This solution is unlikely to contribute directly to a higher revenue stream, but might contribute indirectly e.g., by making it easier to notify affected parties and thus be more in compliance with the GDPR. If a CSP, or any other organization adopting this solution, is diligent in sharing information about incidents, this could contribute to building an image of trustworthiness and professionalism. Such an image could in turn result in more customers, and thus increased revenue. This would, however, require the organization to be careful to explain incidents and their process in an understandable manner, so the customer is reassured rather than unnecessarily alarmed. CSPs could even offer incident management dashboards for customers, so the customer would not need to administer their own instance of such a system. If the organization fails to appear trustworthy, it is likely to lose customers which in turn would affect the organization’s revenue. It is, therefore, important to have competent incident handlers operating the system and any automation put in place, to ensure quality in both incident-handling and communication.
In [
7], we discuss how more efficient incident response can result in financial benefits and improve the provider’s reputation. Furthermore, there is a need to move the trust relationship from a personal level to an organizational level.
In [
7], based on the findings of Bandyophyay et al. [
10], it is argued that reporting an incident might increase its cost due to it becoming publicly known and causing secondary losses. Thus, the provider might be reluctant to share incident information. Additionally, the problem of having to share incident information before the incident is fully understood arises. The worst case would be to provide an attacker with information about how his attack is progressing. Technological solutions that provide secure means to distribute incident information can to some extent reduce the risk of sharing such information, as providers can have an improved overview of who has received what information regarding the incident. Terms regarding sharing and receiving incident information can also be covered in contracts.
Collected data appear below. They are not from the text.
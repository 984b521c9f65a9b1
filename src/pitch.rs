//! Pitch-contour rescaling.
//!
//! A clip is moved to a target note by multiplying its whole f0 contour by
//! `target / baseline`, where the baseline is the mean f0 over voiced
//! frames.  Unvoiced frames (`f0 == 0`) stay unvoiced after scaling.

use crate::vocoder::Analysis;

/// Mean of the voiced (`> 0`) frames, or `None` if there are none.
pub fn voiced_mean(f0: &[f64]) -> Option<f64> {
    let (sum, count) = f0
        .iter()
        .filter(|&&v| v > 0.0 && v.is_finite())
        .fold((0.0, 0usize), |(s, n), &v| (s + v, n + 1));
    (count > 0).then(|| sum / count as f64)
}

/// Pitch the clip is considered to sit at.
///
/// A silent clip has no voiced frames; it falls back to `target` so the
/// resulting ratio is exactly 1.
pub fn baseline_pitch(f0: &[f64], target: f64) -> f64 {
    match voiced_mean(f0) {
        Some(mean) if mean > 0.0 => mean,
        _ => target,
    }
}

/// Multiply every frame by `ratio`.
pub fn scale_contour(f0: &[f64], ratio: f64) -> Vec<f64> {
    f0.iter().map(|&v| v * ratio).collect()
}

/// Rescale `analysis.f0` in place so its voiced mean lands on `target`.
///
/// Returns the ratio applied.
pub fn shift_to_target(analysis: &mut Analysis, target: f64) -> f64 {
    let ratio = target / baseline_pitch(&analysis.f0, target);
    analysis.f0 = scale_contour(&analysis.f0, ratio);
    ratio
}
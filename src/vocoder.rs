//! Vocoder seam: analysis into (f0, spectral envelope, aperiodicity) and
//! resynthesis back to a waveform.
//!
//! The phrase builder only talks to the [`Vocoder`] trait.  The production
//! implementation is [`WorldVocoder`] (feature `world`), which drives the
//! WORLD vocoder through `rsworld`:
//!
//! | Step                | WORLD routine |
//! |---------------------|---------------|
//! | raw f0 contour      | `dio`         |
//! | f0 refinement       | `stonemask`   |
//! | spectral envelope   | `cheaptrick`  |
//! | aperiodicity        | `d4c`         |
//! | resynthesis         | `synthesis`   |

use crate::error::Result;

/// Vocoder parameters of one clip.
///
/// `f0`, `temporal_positions`, `spectrogram` and `aperiodicity` all have one
/// entry per analysis frame.  Unvoiced frames have `f0 == 0.0`.
#[derive(Debug, Clone, Default, PartialEq)]
pub struct Analysis {
    pub f0: Vec<f64>,
    pub temporal_positions: Vec<f64>,
    pub spectrogram: Vec<Vec<f64>>,
    pub aperiodicity: Vec<Vec<f64>>,
    /// Frame hop in milliseconds.
    pub frame_period: f64,
}

impl Analysis {
    pub fn frames(&self) -> usize {
        self.f0.len()
    }
}

/// Analysis/resynthesis backend.
pub trait Vocoder {
    fn analyze(&self, samples: &[f64], sample_rate: u32) -> Result<Analysis>;

    fn synthesize(&self, analysis: &Analysis, sample_rate: u32) -> Result<Vec<f64>>;
}

impl<V: Vocoder + ?Sized> Vocoder for &V {
    fn analyze(&self, samples: &[f64], sample_rate: u32) -> Result<Analysis> {
        (**self).analyze(samples, sample_rate)
    }

    fn synthesize(&self, analysis: &Analysis, sample_rate: u32) -> Result<Vec<f64>> {
        (**self).synthesize(analysis, sample_rate)
    }
}

#[cfg(feature = "world")]
pub use world::WorldVocoder;

#[cfg(feature = "world")]
mod world {
    use rsworld::{cheaptrick, d4c, dio, stonemask, synthesis};
    use rsworld_sys::{CheapTrickOption, D4COption, DioOption};

    use super::{Analysis, Vocoder};
    use crate::error::{Error, Result};

    /// WORLD vocoder (DIO + StoneMask + CheapTrick + D4C).
    #[derive(Debug, Clone, Copy, Default)]
    pub struct WorldVocoder;

    impl WorldVocoder {
        pub fn new() -> Self {
            Self
        }
    }

    impl Vocoder for WorldVocoder {
        fn analyze(&self, samples: &[f64], sample_rate: u32) -> Result<Analysis> {
            if samples.is_empty() {
                return Err(Error::Vocoder("cannot analyse an empty clip".into()));
            }
            let fs = i32::try_from(sample_rate)
                .map_err(|_| Error::Vocoder(format!("sample rate {sample_rate} out of range")))?;
            let x = samples.to_vec();

            let dio_option = DioOption::new();
            let frame_period = dio_option.frame_period;
            let (temporal_positions, raw_f0) = dio(&x, fs, &dio_option);
            let f0 = stonemask(&x, fs, &temporal_positions, &raw_f0);

            let mut ct_option = CheapTrickOption::new(fs);
            let spectrogram = cheaptrick(&x, fs, &temporal_positions, &f0, &mut ct_option);
            let aperiodicity = d4c(&x, fs, &temporal_positions, &f0, &D4COption::new());

            Ok(Analysis { f0, temporal_positions, spectrogram, aperiodicity, frame_period })
        }

        fn synthesize(&self, analysis: &Analysis, sample_rate: u32) -> Result<Vec<f64>> {
            if analysis.frames() == 0 {
                return Ok(Vec::new());
            }
            if analysis.spectrogram.len() != analysis.frames()
                || analysis.aperiodicity.len() != analysis.frames()
            {
                return Err(Error::Vocoder("analysis frame counts disagree".into()));
            }
            let fs = i32::try_from(sample_rate)
                .map_err(|_| Error::Vocoder(format!("sample rate {sample_rate} out of range")))?;
            Ok(synthesis(
                &analysis.f0,
                &analysis.spectrogram,
                &analysis.aperiodicity,
                analysis.frame_period,
                fs,
            ))
        }
    }

}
Many other problems can be defined as sub-problems of trust. Legal worries about sharing incident information comes from the fear of legal action as a result of information sharing, but this can be traced back to not trusting how the recipient uses the received information. Public relations worries related to public perception of the company being damaged as a result of sharing information can also be traced back to lack of trust in how the recipient uses the information received. While our solution does not automatically make service providers trust each other, it could make a way for communication to happen in a flexible fashion between distinct and already known organizations, through a secure channel and in an environment controlled by the sender of incident information. It is expected that most non-technical problems, such as trust and who can forward what information to whom, can be solved by adding terms to the respective SLAs and adopt and enforce the Traffic Light Protocol (TLP) [
11,
12]. Use of sanctions for breach of contracts and trust might also assist in making it easier for organizations to share incident information, as they would know that any misbehavior would have consequences.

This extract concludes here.